A local woman is warning pregnant moms everywhere that if they feel something isn’t right, it isn’t their imagination. Here she shares her story of precipitous labor, an extremely rapid labor and delivery, that she experienced not once, but twice.
“I met my husband in high school in March 2002. We were only 15, but even then felt an instant bond. We dated for a very long time and were married in June of 2010. We decided we wanted a family, and in January of 2012 we were expecting our first born. Due to my small build and weight gain I was in alot of back and hip pain, so I was scheduled to be induced a day before my due date. So, we went in on a Monday night and did the usual prep for pitocin induction and then the next morning around 8 a.m. they examined me and said it will still be another 8-12 before anything should really start to happen, so they start more of the induction medicine and saline (I can’t remember how much of each because it was so long ago). Well, around 11 a.m. they look at my monitors and ask if I am in pain because the monitors were showing contractions. I felt no pain, however, the entire morning I felt slightly sick. I just thought it was an uneasy stomach from nerves (I was about to give birth for the first time and had no idea what to expect). So, they say the contractions may pick up and if I was planning on an epidural they should do it now so it will be in effect later on. They do the epidural around 11:50, they lay me back down and say they will be back in a little while to check on me. I kid you not…as soon as the door closed behind the nurse and anethesologist, my water broke.

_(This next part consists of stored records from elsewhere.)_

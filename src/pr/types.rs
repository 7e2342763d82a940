use serde::Deserialize;
use std::fmt;

/// A pull request with its ordered file list, as loaded from a [`super::PrSource`].
#[derive(Debug, Clone)]
pub struct PullRequest {
    /// Repository owner
    pub owner: String,
    /// Repository name
    pub repo: String,
    /// PR number (e.g., 42)
    pub number: u64,
    /// PR title
    pub title: String,
    /// Author's GitHub login
    pub author: String,
    pub state: PrState,
    pub base_branch: String,
    pub head_branch: String,
    /// Link to the PR on github.com
    pub html_url: String,
    /// Changed files, in the order the host lists them
    pub files: Vec<FileChange>,
    /// Total lines added across the PR
    pub total_additions: u64,
    /// Total lines deleted across the PR
    pub total_deletions: u64,
}

#[derive(Debug, Clone, Copy, PartialEq, Eq)]
pub enum PrState {
    Open,
    Closed,
    Merged,
}

impl fmt::Display for PrState {
    fn fmt(&self, f: &mut fmt::Formatter<'_>) -> fmt::Result {
        match self {
            PrState::Open => write!(f, "open"),
            PrState::Closed => write!(f, "closed"),
            PrState::Merged => write!(f, "merged"),
        }
    }
}

/// Change status of a single file, as reported by the files endpoint.
#[derive(Debug, Clone, Copy, PartialEq, Eq, Deserialize)]
#[serde(rename_all = "lowercase")]
pub enum FileStatus {
    Added,
    Modified,
    Removed,
    Renamed,
    Copied,
    Changed,
    Unchanged,
    /// Any status string the host adds later. Handled like `Modified`.
    #[serde(other)]
    Unknown,
}

impl fmt::Display for FileStatus {
    fn fmt(&self, f: &mut fmt::Formatter<'_>) -> fmt::Result {
        let label = match self {
            FileStatus::Added => "added",
            FileStatus::Modified => "modified",
            FileStatus::Removed => "removed",
            FileStatus::Renamed => "renamed",
            FileStatus::Copied => "copied",
            FileStatus::Changed => "changed",
            FileStatus::Unchanged => "unchanged",
            FileStatus::Unknown => "unknown",
        };
        f.write_str(label)
    }
}

/// One entry of a pull request's file list. Read-only input to the diff
/// classifier and the patch assembler.
#[derive(Debug, Clone, PartialEq, Eq)]
pub struct FileChange {
    /// Path in the post-change tree, unique within the PR
    pub filename: String,
    /// Path before the change; only set for renames
    pub previous_filename: Option<String>,
    pub status: FileStatus,
    /// Host-reported line counts. Authoritative, never recomputed from `patch`.
    pub additions: u64,
    pub deletions: u64,
    /// Blob sha of the post-change file
    pub sha: Option<String>,
    /// Raw unified-diff hunks. `None` for binary files or diffs the host omitted.
    pub patch: Option<String>,
}

impl FileChange {
    /// True when the file carries non-empty hunk text.
    pub fn has_patch(&self) -> bool {
        self.patch.as_deref().is_some_and(|p| !p.is_empty())
    }
}

/// Represents the parsed components of a GitHub PR URL.
#[derive(Debug, Clone, PartialEq, Eq)]
pub struct PrUrl {
    pub owner: String,
    pub repo: String,
    pub number: u64,
}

Frantically I am pushing the call button because at this point I can feel the baby is not waiting. A very annoyed nurse finally sauntered in and refused to believe me. I heard ‘there is no way your water broke already’ and when I insisted she look, I hear ‘great, now I have to change the sheets again.’ When all this is happening, my husband called my sister who was working downtown to let her know my water broke. Long story short, the nurse got my doctor to check on me and before my sister could even make it from downtown to Mercy Hospital, our first born, Ryder Daniel, was born at 12:15. That day I remember the hospital staff almost in disbelief or like they couldn’t believe they were wrong and didnt see this coming. They had told me that generally your first labor is your longest so if I had another one I would need to be monitored to prevent a very rapid second birth. My OBGYN was there and agreed. She said I did ‘fantastic’ and congratulated me on the fast birth. Which in hindsight was a strange thing to say because I had no choice in the matter.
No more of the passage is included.